Jackie, I was so moved by what you wrote! And the fact that you understood what I was talking about. I think the Episcopal Church attracted me when I was at Northwestern because I realized that these people have culture - culture understood precisely in the way you put it, namely a holistic sense of how values tie together through care, and all the quirky things I pointed out were after this precisely. The Episcopalians have a sense of BEAUTY that goes beyond commodity fetishism. It took me a long time to figure out that this sense of beauty DOES have a social dimension, which the Episcopalians themselves for the most part don't realize. Thus their churches have dinners with roast lamb and handmade breads (remembering the Canterbury dinners), yet they collect Campbell soup cans to give to the poor. There is something very sad in this - we're looking at a fracturing in the capitalist society that the church itself reflects. This is not really the church's fault, but I do think that Episcopalians we can do something to repair it in a limited way.
I want to know more about the culture aspect of the Episcopal ministry in poor neighborhoods that you were talking about. Needless to say it is always difficult to advocate for music and art when people are having trouble buying food. But didn't the woman pour perfume over the feet of Jesus, who welcomed it instead of accusing her of waste? Jesus, the carpenter's son who like the peasants turned his flesh and flood into blood and wine, is saying to us that luxury is also vital to life.

Unknown said...

Yes. I need to have a theological reflection group with you and others to help me articulate what I think our mission here is emerging to be. The church is an early Ralph Adams Cram -- one of our bishops (the monk, who prays daily in Cram's last ecclesiastical structure) gets it -- beauty in the midst of the city, of blight -- and the other bishop would tear it down just to build something energy efficient. But the poor -- who live in terrible places, and the streets which are cracked and full of poison ivy -- need such places of transcendent beauty. Believe me, it is just a so-so Cram church, with ok-pretty nice windows, from the 1930s, and a conventional stolen from any generic English church choir and reredos -- but for here, it is a place of transcendent beauty. We feed lunch to over 100 people a day -- no, they are not pledging units, but they are the people God has given us. I want to hire Eric to do music here -- these people, more than any other people, need/deserve the best.

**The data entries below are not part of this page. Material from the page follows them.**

//! Observability middleware: request IDs, tracing spans and header redaction.

use axum::Router;
use axum::extract::Request;
use axum::http::header;
use tower_http::request_id::{MakeRequestUuid, PropagateRequestIdLayer, SetRequestIdLayer};
use tower_http::sensitive_headers::SetSensitiveRequestHeadersLayer;
use tower_http::trace::TraceLayer;

/// Header carrying the request identifier.
pub const REQUEST_ID_HEADER: &str = "x-request-id";

/// Extension trait for `axum::`[`Router`] to apply observability middleware.
pub trait RouterObservabilityExt<S> {
    /// Layers observability middleware for request tracing and logging.
    ///
    /// Generates an `x-request-id` unless the caller sent one, opens a span
    /// per request carrying that id, echoes the id on the response and
    /// marks credentials as sensitive.
    fn with_observability(self) -> Self;
}

impl<S> RouterObservabilityExt<S> for Router<S>
where
    S: Clone + Send + Sync + 'static,
{
    fn with_observability(self) -> Self {
        let request_id = header::HeaderName::from_static(REQUEST_ID_HEADER);

        self.layer(PropagateRequestIdLayer::new(request_id.clone()))
            .layer(SetSensitiveRequestHeadersLayer::new([
                header::AUTHORIZATION,
                header::COOKIE,
            ]))
            .layer(TraceLayer::new_for_http().make_span_with(make_span))
            .layer(SetRequestIdLayer::new(request_id, MakeRequestUuid))
    }
}

fn make_span(request: &Request) -> tracing::Span {
    let request_id = request
        .headers()
        .get(REQUEST_ID_HEADER)
        .and_then(|value| value.to_str().ok())
        .unwrap_or_default();

    tracing::info_span!(
        "request",
        method = %request.method(),
        uri = %request.uri(),
        request_id = %request_id,
    )
}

In our city, a former mill town, social service is the business now. We are the only place that serves lunch, but we don't need to do any more social services. People oppose our building affordable housing, because they do not want more poor people here -- but really they are already here and have always been from here. These same people would support our doing arts and culture -- like places like Lowell have been able to bring artsy cultural stuff into old mills. Odd how the civic culture supports what we are just talking about now -- art, beauty, meaning -- but the church powers that be think it is just fluff and we should just play guitar masses and get pledging units and pay the bills. I think we can pay the bills with the arts -- it's just getting from here to there!

Gale Kenny said...

Did you see the article on the Brooklyn church in the NY Times? Jeremy selected it as one of his "recommended" ones. It's a wonderful example of a church adapting to its neighborhood - albeit a hipster neighborhood with struggling young artists. It does tie the community service element with art, and I think it reinvents/resurrects the role churches played in medieval villages - the center of the community. I think the use of the word "feast" is well chosen.

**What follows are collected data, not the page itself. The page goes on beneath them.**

//! PaddleX HTTP client implementation.

use std::path::Path;

use base64::Engine;
use base64::engine::general_purpose::STANDARD;
use reqwest::{Client, StatusCode};
use tracing::{debug, error, info, warn};

use crate::types::ApiResponse;
use crate::{
    Error, FileType, OcrOutput, OcrRequest, PADDLEOCR_TARGET, PADDLEX_TARGET, PdConfig, Result,
};

/// HTTP client for the PaddleX OCR pipeline.
///
/// # Examples
///
/// ```ignore
/// use ocrgate_paddle::{PdClient, PdConfig};
///
/// #[tokio::main]
/// async fn main() -> Result<(), ocrgate_paddle::Error> {
///     let config = PdConfig::new("http://localhost:8080")?;
///     let client = PdClient::new(config)?;
///
///     let output = client.recognize_file("invoice.pdf").await?;
///     for page in &output.ocr_results {
///         println!("{}", page.rec_texts().join("\n"));
///     }
///
///     Ok(())
/// }
/// ```
#[derive(Debug, Clone)]
pub struct PdClient {
    /// HTTP client
    http_client: Client,

    /// Configuration
    config: PdConfig,
}

impl PdClient {
    /// Create a new PaddleX client with the given configuration.
    pub fn new(config: PdConfig) -> Result<Self> {
        let mut client_builder = Client::builder()
            .timeout(config.timeout())
            .user_agent(config.user_agent())
            .danger_accept_invalid_certs(!config.verify_ssl());

        let mut headers = reqwest::header::HeaderMap::new();
        for (key, value) in config.custom_headers() {
            let header_name = reqwest::header::HeaderName::from_bytes(key.as_bytes())
                .map_err(|e| Error::config(format!("Invalid header name '{}': {}", key, e)))?;
            let header_value = reqwest::header::HeaderValue::from_str(value)
                .map_err(|e| Error::config(format!("Invalid header value '{}': {}", value, e)))?;
            headers.insert(header_name, header_value);
        }

        if let Some(api_key) = config.api_key() {
            let mut value = reqwest::header::HeaderValue::from_str(&format!("Bearer {}", api_key))
                .map_err(|e| Error::config(format!("Invalid API key: {}", e)))?;
            value.set_sensitive(true);
            headers.insert(reqwest::header::AUTHORIZATION, value);
        }

        if !headers.is_empty() {
            client_builder = client_builder.default_headers(headers);
        }

        let http_client = client_builder
            .build()
            .map_err(|e| Error::config(format!("Failed to build HTTP client: {}", e)))?;

        debug!(
            target: PADDLEX_TARGET,
            base_url = %config.base_url(),
            timeout = ?config.timeout(),
            visualize = config.visualize(),
            "PaddleX client initialized"
        );

        Ok(Self {
            http_client,
            config,
        })
    }

    /// Get a reference to the client configuration.
    pub fn config(&self) -> &PdConfig {
        &self.config
    }

    /// Run OCR on a local file.
    ///
    /// The file type is inferred from the extension; the contents are sent
    /// inline as base64.
    pub async fn recognize_file(&self, file_path: impl AsRef<Path>) -> Result<OcrOutput> {
        let file_path = file_path.as_ref();

        let extension = file_path
            .extension()
            .and_then(|e| e.to_str())
            .ok_or_else(|| Error::invalid_input("File has no extension"))?;
        let file_type = FileType::from_extension(extension)?;

        let file_bytes = tokio::fs::read(file_path).await.map_err(|e| {
            Error::Io(std::io::Error::new(
                e.kind(),
                format!("Failed to read file '{}': {}", file_path.display(), e),
            ))
        })?;

        info!(
            target: PADDLEOCR_TARGET,
            path = ?file_path,
            size = file_bytes.len(),
            file_type = ?file_type,
            "Recognizing local file"
        );

        self.recognize_bytes(&file_bytes, file_type).await
    }

    /// Run OCR on in-memory file contents.
    pub async fn recognize_bytes(
        &self,
        file_bytes: &[u8],
        file_type: FileType,
    ) -> Result<OcrOutput> {
        if file_bytes.is_empty() {
            return Err(Error::invalid_input("File is empty"));
        }

        let request = OcrRequest {
            file: STANDARD.encode(file_bytes),
            file_type: Some(file_type),
            visualize: self.config.visualize(),
        };

        self.execute(&request).await
    }

    /// Run OCR on a document the PaddleX server downloads itself.
    ///
    /// The file type is left for the server to infer from the URL.
    pub async fn recognize_url(&self, document_url: &str) -> Result<OcrOutput> {
        let document_url = url::Url::parse(document_url).map_err(|e| {
            Error::invalid_input(format!("Invalid document URL '{}': {}", document_url, e))
        })?;

        info!(
            target: PADDLEOCR_TARGET,
            url = %document_url,
            "Recognizing remote document"
        );

        let request = OcrRequest {
            file: document_url.into(),
            file_type: None,
            visualize: self.config.visualize(),
        };

        self.execute(&request).await
    }

    /// Send an OCR request and unwrap the envelope.
    async fn execute(&self, request: &OcrRequest) -> Result<OcrOutput> {
        let url = self.config.endpoint("ocr")?;

        debug!(
            target: PADDLEOCR_TARGET,
            url = %url,
            payload_len = request.file.len(),
            "Sending request to PaddleX"
        );

        let response = self
            .http_client
            .post(url)
            .json(request)
            .send()
            .await
            .map_err(|e| self.map_transport_error(e))?;

        let output = self.handle_response(response).await.inspect_err(|e| {
            error!(
                target: PADDLEX_TARGET,
                category = e.category(),
                error = %e,
                "OCR request failed"
            );
        })?;

        debug!(
            target: PADDLEOCR_TARGET,
            pages = output.ocr_results.len(),
            "OCR request completed"
        );

        Ok(output)
    }

    fn map_transport_error(&self, error: reqwest::Error) -> Error {
        if error.is_timeout() {
            Error::timeout(self.config.timeout())
        } else {
            Error::Http(error)
        }
    }

    /// Handle HTTP response and convert to result.
    async fn handle_response(&self, response: reqwest::Response) -> Result<OcrOutput> {
        let status = response.status();

        debug!(
            target: PADDLEX_TARGET,
            status = status.as_u16(),
            "Received response from PaddleX"
        );

        if status.is_success() {
            let body = response.text().await.map_err(|e| self.map_transport_error(e))?;
            let envelope: ApiResponse<OcrOutput> = serde_json::from_str(&body).map_err(|e| {
                Error::invalid_response(
                    format!("Failed to parse success response: {}", e),
                    Some(body.clone()),
                )
            })?;

            if envelope.error_code != 0 {
                return Err(Error::api(
                    u16::try_from(envelope.error_code).unwrap_or(500),
                    envelope
                        .error_msg
                        .unwrap_or_else(|| "Unknown error".to_string()),
                ));
            }

            return Ok(envelope.result.unwrap_or_else(|| {
                warn!(
                    target: PADDLEX_TARGET,
                    log_id = envelope.log_id.as_deref(),
                    "API returned success but no result"
                );
                OcrOutput::default()
            }));
        }

        let body_text = response.text().await.ok();

        let error = match status {
            StatusCode::SERVICE_UNAVAILABLE | StatusCode::BAD_GATEWAY => {
                Error::service_unavailable("Service temporarily unavailable")
            }
            StatusCode::REQUEST_TIMEOUT | StatusCode::GATEWAY_TIMEOUT => {
                Error::timeout(self.config.timeout())
            }
            _ => match body_text.as_deref() {
                Some(body) => match serde_json::from_str::<ApiResponse<serde_json::Value>>(body) {
                    Ok(envelope) => Error::api(
                        status.as_u16(),
                        envelope
                            .error_msg
                            .unwrap_or_else(|| "Unknown error".to_string()),
                    ),
                    Err(_) => Error::api(status.as_u16(), body.to_string()),
                },
                None => Error::api(status.as_u16(), status.to_string()),
            },
        };

        Err(error)
    }

    /// Health check for the PaddleX service.
    pub async fn health_check(&self) -> Result<()> {
        let url = self.config.endpoint("health")?;

        debug!(target: PADDLEX_TARGET, url = %url, "Performing health check");

        let response = self
            .http_client
            .get(url)
            .send()
            .await
            .map_err(|e| self.map_transport_error(e))?;

        if response.status().is_success() {
            Ok(())
        } else {
            Err(Error::service_unavailable(format!(
                "Health check failed with status {}",
                response.status()
            )))
        }
    }
}

#[cfg(test)]
mod tests {
    use std::time::Duration;

    use axum::routing::{get, post};
    use axum::{Json, Router};
    use serde_json::{Value, json};
    use tokio::net::TcpListener;

    use super::*;

    /// Serves `router` on an ephemeral port and returns its base URL.
    async fn spawn_server(router: Router) -> String {
        let listener = TcpListener::bind("127.0.0.1:0").await.unwrap();
        let addr = listener.local_addr().unwrap();
        tokio::spawn(async move {
            axum::serve(listener, router).await.unwrap();
        });
        format!("http://{}", addr)
    }

    fn client_for(base_url: &str) -> PdClient {
        PdClient::new(PdConfig::new(base_url).unwrap()).unwrap()
    }

    /// Echoes the request fields back as recognized text.
    async fn echo_ocr(Json(body): Json<Value>) -> Json<Value> {
        let file_type = body["fileType"].clone();
        let visualize = body["visualize"].clone();
        Json(json!({
            "logId": "test",
            "errorCode": 0,
            "errorMsg": "Success",
            "result": {
                "ocrResults": [{
                    "prunedResult": {
                        "rec_texts": [
                            body["file"].as_str().unwrap_or_default(),
                            file_type.to_string(),
                            visualize.to_string(),
                        ]
                    },
                    "ocrImage": STANDARD.encode(b"annotated"),
                }],
                "dataInfo": {}
            }
        }))
    }

    #[test]
    fn test_client_creation() {
        let config = PdConfig::new("http://localhost:8080")
            .unwrap()
            .with_timeout(Duration::from_secs(60))
            .with_api_key("test-key");

        let client = PdClient::new(config);
        assert!(client.is_ok());
    }

    #[test]
    fn test_client_with_invalid_config() {
        let config = PdConfig::new("http://localhost:8080")
            .unwrap()
            .with_header("Invalid\nHeader", "value");

        let result = PdClient::new(config);
        assert!(result.is_err());
    }

    #[tokio::test]
    async fn test_recognize_url_leaves_file_type_to_server() {
        let base = spawn_server(Router::new().route("/ocr", post(echo_ocr))).await;
        let client = client_for(&base);

        let output = client
            .recognize_url("https://example.com/scan.png")
            .await
            .unwrap();

        let texts = output.ocr_results[0].rec_texts();
        assert_eq!(texts[0], "https://example.com/scan.png");
        assert_eq!(texts[1], "null");
        assert_eq!(texts[2], "true");
        assert_eq!(
            output.ocr_results[0].decode_ocr_image().unwrap().unwrap(),
            b"annotated"
        );
    }

    #[tokio::test]
    async fn test_recognize_file_sends_base64_contents() {
        let base = spawn_server(Router::new().route("/ocr", post(echo_ocr))).await;
        let client = client_for(&base);

        let dir = tempfile::tempdir().unwrap();
        let path = dir.path().join("file.pdf");
        tokio::fs::write(&path, b"%PDF-1.7").await.unwrap();

        let output = client.recognize_file(&path).await.unwrap();
        let texts = output.ocr_results[0].rec_texts();
        assert_eq!(texts[0], STANDARD.encode(b"%PDF-1.7"));
        assert_eq!(texts[1], "0");
    }

    #[tokio::test]
    async fn test_recognize_file_rejects_unknown_extension() {
        let client = client_for("http://127.0.0.1:9");
        let err = client.recognize_file("notes.txt").await.unwrap_err();
        assert_eq!(err.category(), "unsupported");
    }

    #[tokio::test]
    async fn test_error_envelope_becomes_api_error() {
        let router = Router::new().route(
            "/ocr",
            post(|| async {
                (
                    axum::http::StatusCode::UNPROCESSABLE_ENTITY,
                    Json(json!({
                        "logId": "x",
                        "errorCode": 422,
                        "errorMsg": "Invalid file",
                    })),
                )
            }),
        );
        let base = spawn_server(router).await;

        let err = client_for(&base)
            .recognize_url("https://example.com/a.png")
            .await
            .unwrap_err();

        match err {
            Error::Api { status, message } => {
                assert_eq!(status, 422);
                assert_eq!(message, "Invalid file");
            }
            other => panic!("unexpected error: {other:?}"),
        }
    }

    #[tokio::test]
    async fn test_nonzero_error_code_on_success_status() {
        let router = Router::new().route(
            "/ocr",
            post(|| async {
                Json(json!({
                    "logId": "x",
                    "errorCode": 500,
                    "errorMsg": "Inference failed",
                }))
            }),
        );
        let base = spawn_server(router).await;

        let err = client_for(&base)
            .recognize_url("https://example.com/a.png")
            .await
            .unwrap_err();

        assert!(err.is_server_error());
        assert!(err.to_string().contains("Inference failed"));
    }

    #[tokio::test]
    async fn test_health_check() {
        let healthy = spawn_server(Router::new().route("/health", get(|| async { "ok" }))).await;
        assert!(client_for(&healthy).health_check().await.is_ok());

        let unhealthy = spawn_server(Router::new()).await;
        let err = client_for(&unhealthy).health_check().await.unwrap_err();
        assert_eq!(err.category(), "service_unavailable");
    }
}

http://www.nytimes.com/2009/10/24/nyregion/24metjournal.html?src=tp

Unknown said...

Yes, I loved the Brooklyn church - I saved the article, too.

We had a fruitful congregation a Portuguese-speaking 7th Day Adventist church that is next door to us, about our project and about sharing our space --they have a much better space for the soup kitchen -- and we could work on sharing worship space (ours is larger) and parking.

Our PleasantGreen Development needs to have that multi-faceted arts component; I'd love hipsters.